An ancient mechanism of hindbrain patterning has been conserved in vertebrate evolution.

The hindbrain is a vertebrate-specific embryonic structure of the central nervous system formed by iterative transitory units called rhombomeres (r). Rhombomeric cells are segregated by interhombomeric boundaries which are prefigured by sharp gene expression borders. The positioning of the first molecular boundary within the hindbrain (the prospective r4/r5 boundary) responds to the expression of an Iroquois (Irx) gene in the anterior (r4) and the gene vHnf1 at the posterior (r5). However, while Irx3 is expressed anteriorly in amniotes, a novel Irx gene, iro7, acts in teleosts. To assess the evolutionary history of the genes responsible for the positioning of the r4/r5 boundary in vertebrates, we have stepped outside the gnathostomes to investigate these genes in the agnathans Lethenteron japonicum and Petromyzon marinus.
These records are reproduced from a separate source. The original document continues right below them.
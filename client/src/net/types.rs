//! Wire DTOs for the blog backend.
//!
//! DESIGN
//! ======
//! Field names follow the backend's JSON verbatim (`_id`, `isVerified`,
//! `publushedat`, ...) through serde renames so responses decode without a
//! translation layer.

#[cfg(test)]
#[path = "types_test.rs"]
mod types_test;

use serde::{Deserialize, Deserializer, Serialize, Serializer};

/// Account role. Unknown strings are kept so newer backend roles do not break
/// decoding of the whole user record.
#[derive(Clone, Debug, PartialEq, Eq)]
pub enum UserRole {
    Admin,
    User,
    SuperAdmin,
    Other(String),
}

impl UserRole {
    pub fn as_str(&self) -> &str {
        match self {
            Self::Admin => "admin",
            Self::User => "user",
            Self::SuperAdmin => "super-admin",
            Self::Other(raw) => raw,
        }
    }

    pub fn is_admin(&self) -> bool {
        matches!(self, Self::Admin | Self::SuperAdmin)
    }
}

impl From<&str> for UserRole {
    fn from(raw: &str) -> Self {
        match raw {
            "admin" => Self::Admin,
            "user" => Self::User,
            "super-admin" => Self::SuperAdmin,
            other => Self::Other(other.to_owned()),
        }
    }
}

impl Serialize for UserRole {
    fn serialize<S: Serializer>(&self, serializer: S) -> Result<S::Ok, S::Error> {
        serializer.serialize_str(self.as_str())
    }
}

impl<'de> Deserialize<'de> for UserRole {
    fn deserialize<D: Deserializer<'de>>(deserializer: D) -> Result<Self, D::Error> {
        let raw = String::deserialize(deserializer)?;
        Ok(Self::from(raw.as_str()))
    }
}

/// A user record as returned by `GET /users/{id}`.
#[derive(Clone, Debug, PartialEq, Serialize, Deserialize)]
pub struct User {
    #[serde(rename = "_id")]
    pub id: String,
    pub email: String,
    pub username: String,
    pub role: UserRole,
    #[serde(rename = "isVerified", default)]
    pub is_verified: bool,
    #[serde(default)]
    pub avatar: Option<String>,
    #[serde(rename = "profilePicture", default)]
    pub profile_picture: Option<String>,
    #[serde(rename = "createdAt", default)]
    pub created_at: Option<String>,
    #[serde(rename = "updatedAt", default)]
    pub updated_at: Option<String>,
}

/// A submitted post waiting in the moderation queue.
#[derive(Clone, Debug, PartialEq, Serialize, Deserialize)]
pub struct Blog {
    #[serde(rename = "_id")]
    pub id: String,
    pub title: String,
    #[serde(default)]
    pub content: String,
    #[serde(default)]
    pub topicid: Option<String>,
    #[serde(default)]
    pub approvedby: Option<String>,
    #[serde(rename = "publushedat", default)]
    pub published_at: Option<String>,
    #[serde(default)]
    pub createdat: Option<String>,
    #[serde(default)]
    pub status: String,
    #[serde(default)]
    pub createdby: Option<String>,
    #[serde(default)]
    pub viewcount: u64,
}

/// An approved post joined with its topic and domain for the public listing.
#[derive(Clone, Debug, PartialEq, Serialize, Deserialize)]
pub struct ApprovedBlog {
    #[serde(rename = "_id")]
    pub id: String,
    pub title: String,
    #[serde(default)]
    pub content: String,
    #[serde(default)]
    pub status: String,
    #[serde(default)]
    pub topicid: Option<String>,
    #[serde(default)]
    pub created_by: Option<String>,
    #[serde(default)]
    pub viewcount: u64,
    #[serde(default)]
    pub domain: String,
    #[serde(default)]
    pub topic: String,
    #[serde(default)]
    pub createdat: Option<String>,
}

/// `POST /auth/login` and `/auth/oauth-login` success body.
#[derive(Clone, Debug, Deserialize)]
pub struct TokenResponse {
    pub token: String,
}

/// Generic `{ "message": ... }` body.
#[derive(Clone, Debug, Default, Deserialize)]
pub struct MessageResponse {
    #[serde(default)]
    pub message: Option<String>,
}

/// `POST /users/verify-email` success body.
#[derive(Clone, Debug, Deserialize)]
pub struct VerifyEmailResponse {
    #[serde(rename = "isVerified")]
    pub is_verified: bool,
}

/// Credentials for `POST /auth/login`. `remember_me` selects the storage area
/// and never leaves the client.
#[derive(Clone, Debug, PartialEq, Eq, Serialize)]
pub struct LoginRequest {
    pub email: String,
    pub password: String,
    #[serde(skip)]
    pub remember_me: bool,
}

/// Body for `POST /auth/register`.
#[derive(Clone, Debug, PartialEq, Eq, Serialize)]
pub struct RegisterRequest {
    pub username: String,
    pub email: String,
    pub password: String,
}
We identified one representative of the Hnf1 family in agnathans. Its expression pattern recapitulates that of vHnf1 and Hnf1 in higher vertebrates. Our phylogenetic analysis places this gene basal to gnathostome Hnf1 and vHnf1 genes. We propose that the duplication of an ancestral hnf1 gene present in the common ancestor of agnathans and gnathostomes gave rise to the two genes found in gnathostomes. We have also amplified 3 Irx genes in L. japonicum: LjIrxA, LjIrxC, LjIrxD. The expression pattern of LjIrxA (the agnathan Irx1/3 ortholog) resembles those of Irx3 or iro7 in gnathostomes. We propose that an Irx/hnf1 pair already present in early vertebrates positioned the r4/r5 boundary and that gene duplications occurred in these gene families after the divergence of the agnathans.